_TASK INPUTS_
//! 反馈帧结构体定义
//!
//! 帧解码器：把 `(CAN ID, 长度, 数据)` 解释为带类型的事件 [`DecodedEvent`]。
//! 解码是纯函数，对所有 ID 都有定义：未知 ID 得到 `Diagnostic` 事件而不是错误，
//! 只有数据长度不足时才返回 [`ProtocolError::InvalidLength`]。

use crate::ids::{
    GROUP_SELECTOR_MASK, ID_RTR_FINGER_POSE_BASE, ID_RTR_HAND_INFO, ID_RTR_IMU_DATA,
    ID_RTR_SERIAL, ID_RTR_TEMPERATURE_BASE,
};
use crate::joint::{FINGER_COUNT, FingerGroup, JOINTS_PER_FINGER};
use crate::limits::HandRevision;
use crate::{AllegroFrame, ProtocolError, bytes_to_i16_le, bytes_to_i32_le};
use bilge::prelude::*;

/// 编码器满量程对应的角度（度）
pub const POSITION_RANGE_DEG: f64 = 333.3;

/// 编码器满量程计数
pub const POSITION_TICKS_PER_RANGE: f64 = 65536.0;

/// 序列号显示前缀中的手部代数
pub const SERIAL_HAND_GENERATION: u8 = 4;

/// 原始编码器计数 → 弧度
pub fn ticks_to_radians(raw: i16) -> f64 {
    raw as f64 * (POSITION_RANGE_DEG / POSITION_TICKS_PER_RANGE) * (std::f64::consts::PI / 180.0)
}

/// 弧度 → 原始编码器计数（未取整，用于校验与仿真）
pub fn radians_to_ticks(rad: f64) -> f64 {
    rad / (std::f64::consts::PI / 180.0) / (POSITION_RANGE_DEG / POSITION_TICKS_PER_RANGE)
}

// ============================================================================
// 位域结构定义（使用 bilge）
// ============================================================================

/// 手部状态位域（手部信息帧 Byte 6）
///
/// - Bit 0: 伺服状态（1：ON）
/// - Bit 1: 高温故障
/// - Bit 2: 内部通信故障
/// - Bit 3-7: 保留
#[bitsize(8)]
#[derive(FromBits, DebugBits, Clone, Copy, Default, PartialEq)]
pub struct HandStatus {
    pub servo_on: bool,               // Bit 0
    pub high_temperature_fault: bool, // Bit 1
    pub internal_comm_fault: bool,    // Bit 2
    pub reserved: u5,                 // Bit 3-7
}

/// 左右手
#[derive(Debug, Clone, Copy, PartialEq, Eq)]
pub enum HandSide {
    Right,
    Left,
}

impl From<u8> for HandSide {
    fn from(value: u8) -> Self {
        match value {
            0 => HandSide::Right,
            _ => HandSide::Left,
        }
    }
}

impl std::fmt::Display for HandSide {
    fn fmt(&self, f: &mut std::fmt::Formatter<'_>) -> std::fmt::Result {
        match self {
            HandSide::Right => write!(f, "right"),
            HandSide::Left => write!(f, "left"),
        }
    }
}

// ============================================================================
// 反馈帧结构体
// ============================================================================

/// 手部信息 (0x80)
#[derive(Debug, Clone, Copy, PartialEq)]
pub struct HardwareInfo {
    pub hardware_version: u16, // Byte 0-1（小端）
    pub firmware_version: u16, // Byte 2-3（小端）
    pub hand_side: HandSide,   // Byte 4
    pub temperature_c: u8,     // Byte 5
    pub status_raw: u8,        // Byte 6
    pub status: HandStatus,    // Byte 6 (位域)
}

impl HardwareInfo {
    /// 最小数据长度
    pub const LEN: usize = 7;

    fn parse(data: &[u8]) -> Self {
        Self {
            hardware_version: u16::from_le_bytes([data[0], data[1]]),
            firmware_version: u16::from_le_bytes([data[2], data[3]]),
            hand_side: HandSide::from(data[4]),
            temperature_c: data[5],
            status_raw: data[6],
            status: HandStatus::from(u8::new(data[6])),
        }
    }

    /// 硬件版本（由硬件版本号高字节决定）
    pub fn revision(&self) -> HandRevision {
        HandRevision::from_version_byte((self.hardware_version >> 8) as u8)
    }
}

/// 序列号 (0x88)
///
/// 8 字节原始 ASCII，仅用于显示。
#[derive(Debug, Clone, Copy, PartialEq, Eq)]
pub struct SerialNumber {
    pub bytes: [u8; 8],
}

impl SerialNumber {
    pub const LEN: usize = 8;

    /// 转为可显示字符串，不可打印字节替换为 `?`
    pub fn to_ascii_lossy(&self) -> String {
        self.bytes
            .iter()
            .map(|&b| if b.is_ascii_graphic() || b == b' ' { b as char } else { '?' })
            .collect()
    }
}

impl std::fmt::Display for SerialNumber {
    fn fmt(&self, f: &mut std::fmt::Formatter<'_>) -> std::fmt::Result {
        write!(f, "SAH0{}0 {}", SERIAL_HAND_GENERATION, self.to_ascii_lossy())
    }
}

/// 手指关节位置反馈 (0x20~0x23)
///
/// 4 个小端 i16 原始计数，对应该手指的 4 个关节。
#[derive(Debug, Clone, Copy, PartialEq, Eq)]
pub struct FingerPosition {
    pub group: FingerGroup,
    pub raw: [i16; JOINTS_PER_FINGER],
}

impl FingerPosition {
    pub const LEN: usize = 8;

    fn parse(group: FingerGroup, data: &[u8]) -> Self {
        Self {
            group,
            raw: [
                bytes_to_i16_le([data[0], data[1]]),
                bytes_to_i16_le([data[2], data[3]]),
                bytes_to_i16_le([data[4], data[5]]),
                bytes_to_i16_le([data[6], data[7]]),
            ],
        }
    }

    /// 关节角度（弧度）
    pub fn radians(&self) -> [f64; JOINTS_PER_FINGER] {
        self.raw.map(ticks_to_radians)
    }
}

/// IMU 姿态 (0x30)
///
/// 每个分量两字节，高字节在前。
#[derive(Debug, Clone, Copy, PartialEq, Eq)]
pub struct ImuOrientation {
    pub roll: i16,
    pub pitch: i16,
    pub yaw: i16,
}

impl ImuOrientation {
    pub const LEN: usize = 6;

    fn parse(data: &[u8]) -> Self {
        Self {
            roll: i16::from_be_bytes([data[0], data[1]]),
            pitch: i16::from_be_bytes([data[2], data[3]]),
            yaw: i16::from_be_bytes([data[4], data[5]]),
        }
    }
}

/// 温度反馈 (0x38~0x3B)
#[derive(Debug, Clone, Copy, PartialEq, Eq)]
pub struct Temperature {
    pub sensor: u8,
    pub celsius: i32, // Byte 0-3（小端）
}

impl Temperature {
    pub const LEN: usize = 4;
}

/// 未识别的帧，原样保留以便记录
#[derive(Debug, Clone, Copy, PartialEq, Eq)]
pub struct Diagnostic {
    pub id: u32,
    pub len: u8,
    pub data: [u8; 8],
}

impl Diagnostic {
    pub fn data_slice(&self) -> &[u8] {
        &self.data[..(self.len as usize).min(8)]
    }
}

/// 解码结果
#[derive(Debug, Clone, Copy, PartialEq)]
pub enum DecodedEvent {
    HardwareInfo(HardwareInfo),
    SerialNumber(SerialNumber),
    JointPosition(FingerPosition),
    ImuOrientation(ImuOrientation),
    Temperature(Temperature),
    Diagnostic(Diagnostic),
}

fn require(id: u32, data: &[u8], expected: usize) -> Result<(), ProtocolError> {
    if data.len() < expected {
        return Err(ProtocolError::InvalidLength {
            id,
            expected,
            actual: data.len(),
        });
    }
    Ok(())
}

fn diagnostic(id: u32, payload: &[u8]) -> DecodedEvent {
    let mut data = [0u8; 8];
    let len = payload.len().min(8);
    data[..len].copy_from_slice(&payload[..len]);
    DecodedEvent::Diagnostic(Diagnostic {
        id,
        len: len as u8,
        data,
    })
}

/// 解码一帧原始数据
///
/// # 错误
/// - `ProtocolError::InvalidLength`: 数据短于该帧类型要求的长度（不补零）
pub fn decode_raw(id: u32, payload: &[u8]) -> Result<DecodedEvent, ProtocolError> {
    let selector = (id & GROUP_SELECTOR_MASK) as usize;

    match id {
        ID_RTR_HAND_INFO => {
            require(id, payload, HardwareInfo::LEN)?;
            Ok(DecodedEvent::HardwareInfo(HardwareInfo::parse(payload)))
        },
        ID_RTR_SERIAL => {
            require(id, payload, SerialNumber::LEN)?;
            let mut bytes = [0u8; 8];
            bytes.copy_from_slice(&payload[..SerialNumber::LEN]);
            Ok(DecodedEvent::SerialNumber(SerialNumber { bytes }))
        },
        _ if id & !GROUP_SELECTOR_MASK == ID_RTR_FINGER_POSE_BASE => {
            // 分组选择位只有 0..3 对应真实手指
            let Ok(group) = FingerGroup::try_from(selector as u8) else {
                return Ok(diagnostic(id, payload));
            };
            require(id, payload, FingerPosition::LEN)?;
            Ok(DecodedEvent::JointPosition(FingerPosition::parse(group, payload)))
        },
        ID_RTR_IMU_DATA => {
            require(id, payload, ImuOrientation::LEN)?;
            Ok(DecodedEvent::ImuOrientation(ImuOrientation::parse(payload)))
        },
        _ if id & !GROUP_SELECTOR_MASK == ID_RTR_TEMPERATURE_BASE => {
            if selector >= FINGER_COUNT {
                return Ok(diagnostic(id, payload));
            }
            require(id, payload, Temperature::LEN)?;
            Ok(DecodedEvent::Temperature(Temperature {
                sensor: selector as u8,
                celsius: bytes_to_i32_le([payload[0], payload[1], payload[2], payload[3]]),
            }))
        },
        _ => Ok(diagnostic(id, payload)),
    }
}

/// 解码一个 CAN 帧
///
/// 收到的远程请求帧（RTR）不携带数据，一律视为诊断信息。
pub fn decode(frame: &AllegroFrame) -> Result<DecodedEvent, ProtocolError> {
    if frame.is_remote {
        return Ok(diagnostic(frame.id, &[]));
    }
    decode_raw(frame.id, frame.data_slice())
}

impl TryFrom<AllegroFrame> for DecodedEvent {
    type Error = ProtocolError;

    fn try_from(frame: AllegroFrame) -> Result<Self, Self::Error> {
        decode(&frame)
    }
}
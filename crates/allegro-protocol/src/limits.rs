//! PWM 上限表
//!
//! 每个关节的 PWM 上限 = min(电压等级全局上限, 关节类别基础上限)。
//! 基础上限为标称值 × 1.5 安全系数，拇指使用独立的类别表。

use crate::joint::{JOINT_COUNT, JointCategory, JointId};

/// 基础上限的安全系数
pub const PWM_LIMIT_SAFETY_FACTOR: f64 = 1.5;

/// 非拇指关节基础上限
pub const PWM_LIMIT_ROLL: f64 = 250.0 * PWM_LIMIT_SAFETY_FACTOR;
pub const PWM_LIMIT_NEAR: f64 = 450.0 * PWM_LIMIT_SAFETY_FACTOR;
pub const PWM_LIMIT_MIDDLE: f64 = 300.0 * PWM_LIMIT_SAFETY_FACTOR;
pub const PWM_LIMIT_FAR: f64 = 190.0 * PWM_LIMIT_SAFETY_FACTOR;

/// 拇指关节基础上限
pub const PWM_LIMIT_THUMB_ROLL: f64 = 350.0 * PWM_LIMIT_SAFETY_FACTOR;
pub const PWM_LIMIT_THUMB_NEAR: f64 = 270.0 * PWM_LIMIT_SAFETY_FACTOR;
pub const PWM_LIMIT_THUMB_MIDDLE: f64 = 180.0 * PWM_LIMIT_SAFETY_FACTOR;
pub const PWM_LIMIT_THUMB_FAR: f64 = 180.0 * PWM_LIMIT_SAFETY_FACTOR;

/// 电压等级全局上限
///
/// 只有 12 V 有硬件出处，8 V / 24 V 两档是沿用的经验值。
pub const PWM_LIMIT_GLOBAL_8V: f64 = 800.0;
pub const PWM_LIMIT_GLOBAL_24V: f64 = 500.0;
pub const PWM_LIMIT_GLOBAL_12V: f64 = 1200.0;

/// 供电电压等级
#[derive(Debug, Clone, Copy, PartialEq, Eq)]
#[cfg_attr(feature = "serde", derive(serde::Serialize, serde::Deserialize))]
pub enum VoltageClass {
    /// 8 V 供电
    V8,
    /// 12 V 供电
    V12,
    /// 24 V 供电
    V24,
}

impl VoltageClass {
    /// 标称电压（伏）
    pub fn volts(self) -> f64 {
        match self {
            VoltageClass::V8 => 8.0,
            VoltageClass::V12 => 12.0,
            VoltageClass::V24 => 24.0,
        }
    }

    /// 全局 PWM 上限
    pub fn global_ceiling(self) -> f64 {
        match self {
            VoltageClass::V8 => PWM_LIMIT_GLOBAL_8V,
            VoltageClass::V12 => PWM_LIMIT_GLOBAL_12V,
            VoltageClass::V24 => PWM_LIMIT_GLOBAL_24V,
        }
    }

    /// 力矩 → PWM 换算系数
    ///
    /// 所有电压等级都按 12 V 满量程换算，电压差异只体现在全局上限上。
    pub fn torque_to_pwm(self) -> f64 {
        PWM_LIMIT_GLOBAL_12V
    }
}

/// 灵巧手硬件版本
///
/// 由手部信息帧中硬件版本号的高字节（Byte 1）决定，每次连接只捕获一次。
#[derive(Debug, Clone, Copy, PartialEq, Eq)]
#[cfg_attr(feature = "serde", derive(serde::Serialize, serde::Deserialize))]
pub enum HandRevision {
    /// 第一代（8 V）
    V1,
    /// 第二代（24 V）
    V2,
    /// 第三代（12 V）
    V3,
    /// 第四代（12 V），也是未知版本号的回退值
    V4,
}

impl HandRevision {
    /// 从硬件版本高字节解析
    ///
    /// 1 / 2 到 8 V / 24 V 的映射没有硬件文档对照，实测只见过 12 V 的手。
    pub fn from_version_byte(byte: u8) -> Self {
        match byte {
            1 => HandRevision::V1,
            2 => HandRevision::V2,
            3 => HandRevision::V3,
            _ => HandRevision::V4,
        }
    }

    /// 电压等级
    pub fn voltage_class(self) -> VoltageClass {
        match self {
            HandRevision::V1 => VoltageClass::V8,
            HandRevision::V2 => VoltageClass::V24,
            HandRevision::V3 | HandRevision::V4 => VoltageClass::V12,
        }
    }
}

/// 关节类别的基础上限（未经电压钳位）
pub fn base_ceiling(category: JointCategory, thumb: bool) -> f64 {
    match (thumb, category) {
        (false, JointCategory::Roll) => PWM_LIMIT_ROLL,
        (false, JointCategory::Near) => PWM_LIMIT_NEAR,
        (false, JointCategory::Middle) => PWM_LIMIT_MIDDLE,
        (false, JointCategory::Far) => PWM_LIMIT_FAR,
        (true, JointCategory::Roll) => PWM_LIMIT_THUMB_ROLL,
        (true, JointCategory::Near) => PWM_LIMIT_THUMB_NEAR,
        (true, JointCategory::Middle) => PWM_LIMIT_THUMB_MIDDLE,
        (true, JointCategory::Far) => PWM_LIMIT_THUMB_FAR,
    }
}

/// 单个关节在指定硬件版本下的有效 PWM 上限
pub fn ceiling_for(joint: JointId, revision: HandRevision) -> f64 {
    let base = base_ceiling(joint.category(), joint.finger().is_thumb());
    base.min(revision.voltage_class().global_ceiling())
}

/// 某个硬件版本下的完整上限表
///
/// 在收到手部信息帧时一次性生成，之后不再变化。
#[derive(Debug, Clone, Copy, PartialEq)]
pub struct LimitTable {
    revision: HandRevision,
    ceilings: [f64; JOINT_COUNT],
}

impl LimitTable {
    /// 为指定硬件版本生成上限表
    pub fn for_revision(revision: HandRevision) -> Self {
        let mut ceilings = [0.0; JOINT_COUNT];
        for joint in JointId::all() {
            ceilings[joint.index()] = ceiling_for(joint, revision);
        }
        Self { revision, ceilings }
    }

    pub fn revision(&self) -> HandRevision {
        self.revision
    }

    pub fn voltage_class(&self) -> VoltageClass {
        self.revision.voltage_class()
    }

    /// 力矩 → PWM 换算系数
    pub fn scale_constant(&self) -> f64 {
        self.voltage_class().torque_to_pwm()
    }

    /// 单个关节的上限
    pub fn ceiling(&self, joint: JointId) -> f64 {
        self.ceilings[joint.index()]
    }

    /// 全部关节的上限，按关节序号排列
    pub fn ceilings(&self) -> &[f64; JOINT_COUNT] {
        &self.ceilings
    }
}
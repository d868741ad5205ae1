//! 关节状态存储
//!
//! 保存最近一次解码得到的 16 个关节位置、4 根手指的就绪掩码，
//! 以及首次收到手部信息帧时一次性捕获的硬件参数（上限表）。
//!
//! 存储只在控制循环线程内使用，不需要任何同步。

use allegro_protocol::{
    DecodedEvent, FINGER_COUNT, FingerGroup, HandRevision, HardwareInfo, JOINT_COUNT, LimitTable,
    SerialNumber,
};
use tracing::{debug, info, trace, warn};

/// 就绪掩码：每根手指一位
///
/// 自上次清空以来，某根手指的位置帧被解码过，对应位才会置位。
/// 存储不会自动清空，需要"只看本周期数据"语义的调用方自行调用 [`clear`](Self::clear)。
#[derive(Debug, Clone, Copy, Default, PartialEq, Eq)]
pub struct ReadinessMask([bool; FINGER_COUNT]);

impl ReadinessMask {
    pub fn new() -> Self {
        Self::default()
    }

    /// 置位（按位或语义，重复置位无副作用）
    ///
    /// 返回该位此前是否未置位。
    pub fn mark(&mut self, group: FingerGroup) -> bool {
        let was_set = self.0[group.index()];
        self.0[group.index()] = true;
        !was_set
    }

    pub fn is_set(&self, group: FingerGroup) -> bool {
        self.0[group.index()]
    }

    /// 4 根手指是否全部就绪
    pub fn is_complete(&self) -> bool {
        self.0.iter().all(|&set| set)
    }

    pub fn clear(&mut self) {
        self.0 = [false; FINGER_COUNT];
    }

    /// 已置位数量
    pub fn count(&self) -> usize {
        self.0.iter().filter(|&&set| set).count()
    }

    /// 位表示（Bit N = 第 N 根手指），仅用于日志
    pub fn bits(&self) -> u8 {
        self.0
            .iter()
            .enumerate()
            .fold(0u8, |acc, (i, &set)| if set { acc | (1 << i) } else { acc })
    }
}

/// 硬件参数捕获状态
///
/// `Uninitialized` → `Calibrated` 只发生一次，之后在整个连接期间保持不变。
#[derive(Debug, Clone, Copy, PartialEq, Default)]
pub enum Calibration {
    #[default]
    Uninitialized,
    Calibrated(LimitTable),
}

impl Calibration {
    pub fn limits(&self) -> Option<&LimitTable> {
        match self {
            Calibration::Uninitialized => None,
            Calibration::Calibrated(table) => Some(table),
        }
    }

    pub fn is_calibrated(&self) -> bool {
        matches!(self, Calibration::Calibrated(_))
    }
}

/// [`JointStateStore::apply_event`] 的处理结果
#[derive(Debug, Clone, Copy, PartialEq, Eq)]
pub enum ApplyOutcome {
    /// 首个手部信息帧，上限表已生成
    Calibrated(HandRevision),
    /// 后续手部信息帧，只更新显示字段
    HardwareInfoUpdated,
    /// 某根手指的 4 个关节位置已更新
    PositionUpdated(FingerGroup),
    /// 仅用于诊断，无状态变化
    Diagnostic,
}

/// 关节状态存储
#[derive(Debug, Clone, Default)]
pub struct JointStateStore {
    /// 关节位置（弧度），按关节序号排列
    positions: [f64; JOINT_COUNT],
    readiness: ReadinessMask,
    calibration: Calibration,
    /// 最近一次手部信息（显示用）
    hardware_info: Option<HardwareInfo>,
    /// 最近一次序列号（显示用）
    serial_number: Option<SerialNumber>,
}

impl JointStateStore {
    pub fn new() -> Self {
        Self::default()
    }

    /// 应用一个解码事件
    pub fn apply_event(&mut self, event: &DecodedEvent) -> ApplyOutcome {
        match event {
            DecodedEvent::HardwareInfo(hw) => self.apply_hardware_info(hw),
            DecodedEvent::SerialNumber(serial) => {
                info!("Serial number: {}", serial);
                self.serial_number = Some(*serial);
                ApplyOutcome::Diagnostic
            },
            DecodedEvent::JointPosition(position) => {
                let group = position.group;
                let base = group.index() * allegro_protocol::JOINTS_PER_FINGER;
                let radians = position.radians();
                self.positions[base..base + radians.len()].copy_from_slice(&radians);

                if self.readiness.mark(group) {
                    trace!(
                        "Finger {:?} ready, mask={:04b}",
                        group,
                        self.readiness.bits()
                    );
                }
                ApplyOutcome::PositionUpdated(group)
            },
            DecodedEvent::ImuOrientation(imu) => {
                info!(
                    "IMU orientation: roll={}, pitch={}, yaw={}",
                    imu.roll, imu.pitch, imu.yaw
                );
                ApplyOutcome::Diagnostic
            },
            DecodedEvent::Temperature(temp) => {
                info!("Temperature sensor {}: {} °C", temp.sensor, temp.celsius);
                ApplyOutcome::Diagnostic
            },
            DecodedEvent::Diagnostic(diag) => {
                warn!(
                    "Unknown CAN frame: ID=0x{:X}, len={}, data={}",
                    diag.id,
                    diag.len,
                    hex::encode(diag.data_slice())
                );
                ApplyOutcome::Diagnostic
            },
        }
    }

    fn apply_hardware_info(&mut self, hw: &HardwareInfo) -> ApplyOutcome {
        let revision = hw.revision();
        info!(
            "Hand info: hw=0x{:04X}, fw=0x{:04X}, side={}, temp={} °C, servo_on={}, \
             high_temp_fault={}, comm_fault={}",
            hw.hardware_version,
            hw.firmware_version,
            hw.hand_side,
            hw.temperature_c,
            hw.status.servo_on(),
            hw.status.high_temperature_fault(),
            hw.status.internal_comm_fault()
        );
        self.hardware_info = Some(*hw);

        match self.calibration {
            Calibration::Uninitialized => {
                let table = LimitTable::for_revision(revision);
                debug!(
                    "Calibrated for {:?}: {} V class, scale={}, ceilings={:?}",
                    revision,
                    table.voltage_class().volts(),
                    table.scale_constant(),
                    table.ceilings()
                );
                self.calibration = Calibration::Calibrated(table);
                ApplyOutcome::Calibrated(revision)
            },
            Calibration::Calibrated(table) => {
                if table.revision() != revision {
                    warn!(
                        "Hand info reports {:?} but limits are calibrated for {:?}; keeping existing limits",
                        revision,
                        table.revision()
                    );
                }
                ApplyOutcome::HardwareInfoUpdated
            },
        }
    }

    /// 4 根手指是否全部就绪
    pub fn is_ready(&self) -> bool {
        self.readiness.is_complete()
    }

    /// 清空就绪掩码，保留已存储的位置
    pub fn reset_readiness(&mut self) {
        self.readiness.clear();
    }

    pub fn readiness(&self) -> ReadinessMask {
        self.readiness
    }

    /// 最近一次已知的 16 个关节位置（未就绪时同样返回，可能是旧值）
    pub fn positions(&self) -> [f64; JOINT_COUNT] {
        self.positions
    }

    pub fn calibration(&self) -> &Calibration {
        &self.calibration
    }

    /// 上限表（尚未收到手部信息帧时为 `None`）
    pub fn limits(&self) -> Option<&LimitTable> {
        self.calibration.limits()
    }

    pub fn hardware_info(&self) -> Option<&HardwareInfo> {
        self.hardware_info.as_ref()
    }

    pub fn serial_number(&self) -> Option<&SerialNumber> {
        self.serial_number.as_ref()
    }
}

#[cfg(test)]
mod tests {
    use super::*;
    use allegro_protocol::{Diagnostic, FingerPosition, decode_raw, ticks_to_radians};

    fn position_event(group: FingerGroup, raw: [i16; 4]) -> DecodedEvent {
        DecodedEvent::JointPosition(FingerPosition { group, raw })
    }

    fn hand_info_event(version_byte: u8) -> DecodedEvent {
        decode_raw(0x80, &[0x00, version_byte, 0x10, 0x00, 0x00, 30, 0x01]).unwrap()
    }

    #[test]
    fn test_readiness_mask_bits() {
        let mut mask = ReadinessMask::new();
        assert_eq!(mask.bits(), 0);
        assert!(mask.mark(FingerGroup::Middle));
        assert!(!mask.mark(FingerGroup::Middle));
        assert!(mask.mark(FingerGroup::Thumb));
        assert_eq!(mask.bits(), 0b1010);
        assert_eq!(mask.count(), 2);
        assert!(mask.is_set(FingerGroup::Thumb));
        assert!(!mask.is_set(FingerGroup::Index));

        mask.clear();
        assert_eq!(mask, ReadinessMask::new());
    }

    #[test]
    fn test_ready_after_fourth_group() {
        let mut store = JointStateStore::new();
        for (i, group) in FingerGroup::ALL.iter().enumerate() {
            assert!(!store.is_ready(), "ready too early at group {}", i);
            store.apply_event(&position_event(*group, [0; 4]));
        }
        assert!(store.is_ready());
    }

    #[test]
    fn test_reset_readiness_keeps_positions() {
        let mut store = JointStateStore::new();
        for group in FingerGroup::ALL {
            store.apply_event(&position_event(group, [6554, 0, -6554, 100]));
        }
        let before = store.positions();

        store.reset_readiness();
        assert!(!store.is_ready());
        assert_eq!(store.readiness().count(), 0);
        assert_eq!(store.positions(), before);
    }

    #[test]
    fn test_position_written_to_group_slots() {
        let mut store = JointStateStore::new();
        let outcome = store.apply_event(&position_event(FingerGroup::Pinky, [1, 2, 3, 4]));
        assert_eq!(outcome, ApplyOutcome::PositionUpdated(FingerGroup::Pinky));

        let positions = store.positions();
        assert_eq!(&positions[0..8], &[0.0; 8]);
        assert_eq!(positions[8], ticks_to_radians(1));
        assert_eq!(positions[11], ticks_to_radians(4));
        assert_eq!(&positions[12..16], &[0.0; 4]);
    }

    #[test]
    fn test_repeated_position_is_idempotent() {
        let mut store = JointStateStore::new();
        let event = position_event(FingerGroup::Index, [10, 20, 30, 40]);
        store.apply_event(&event);
        let once = (store.positions(), store.readiness());
        store.apply_event(&event);
        assert_eq!((store.positions(), store.readiness()), once);
    }

    #[test]
    fn test_first_hand_info_calibrates_12v() {
        let mut store = JointStateStore::new();
        assert!(store.limits().is_none());

        let outcome = store.apply_event(&hand_info_event(4));
        assert_eq!(outcome, ApplyOutcome::Calibrated(HandRevision::V4));

        let limits = store.limits().unwrap();
        assert_eq!(limits.voltage_class().global_ceiling(), 1200.0);
        assert_eq!(limits.ceilings()[0], 375.0);
        assert!(store.hardware_info().is_some());
    }

    #[test]
    fn test_later_hand_info_keeps_limits() {
        let mut store = JointStateStore::new();
        store.apply_event(&hand_info_event(1));
        let calibrated = *store.limits().unwrap();

        let outcome = store.apply_event(&hand_info_event(4));
        assert_eq!(outcome, ApplyOutcome::HardwareInfoUpdated);
        assert_eq!(store.limits(), Some(&calibrated));
        assert_eq!(store.limits().unwrap().revision(), HandRevision::V1);
        // 显示字段跟随最新一帧
        assert_eq!(store.hardware_info().unwrap().revision(), HandRevision::V4);
    }

    #[test]
    fn test_diagnostic_events_do_not_mutate() {
        let mut store = JointStateStore::new();
        let events = [
            decode_raw(0x30, &[0, 1, 0, 2, 0, 3]).unwrap(),
            decode_raw(0x39, &[25, 0, 0, 0]).unwrap(),
            DecodedEvent::Diagnostic(Diagnostic {
                id: 0x123,
                len: 2,
                data: [0xAB, 0xCD, 0, 0, 0, 0, 0, 0],
            }),
        ];
        for event in &events {
            assert_eq!(store.apply_event(event), ApplyOutcome::Diagnostic);
        }
        assert_eq!(store.positions(), [0.0; JOINT_COUNT]);
        assert_eq!(store.readiness().count(), 0);
        assert!(!store.calibration().is_calibrated());
    }

    #[test]
    fn test_serial_number_kept_for_display() {
        let mut store = JointStateStore::new();
        store.apply_event(&decode_raw(0x88, b"R123B456").unwrap());
        assert_eq!(store.serial_number().unwrap().to_ascii_lossy(), "R123B456");
    }
}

_YOUR ASSIGNMENT_
Check each line above for the string "enumerate" and copy every line that has it.

_ANSWER TO THIS TASK_
            .enumerate()
        for (i, group) in FingerGroup::ALL.iter().enumerate() {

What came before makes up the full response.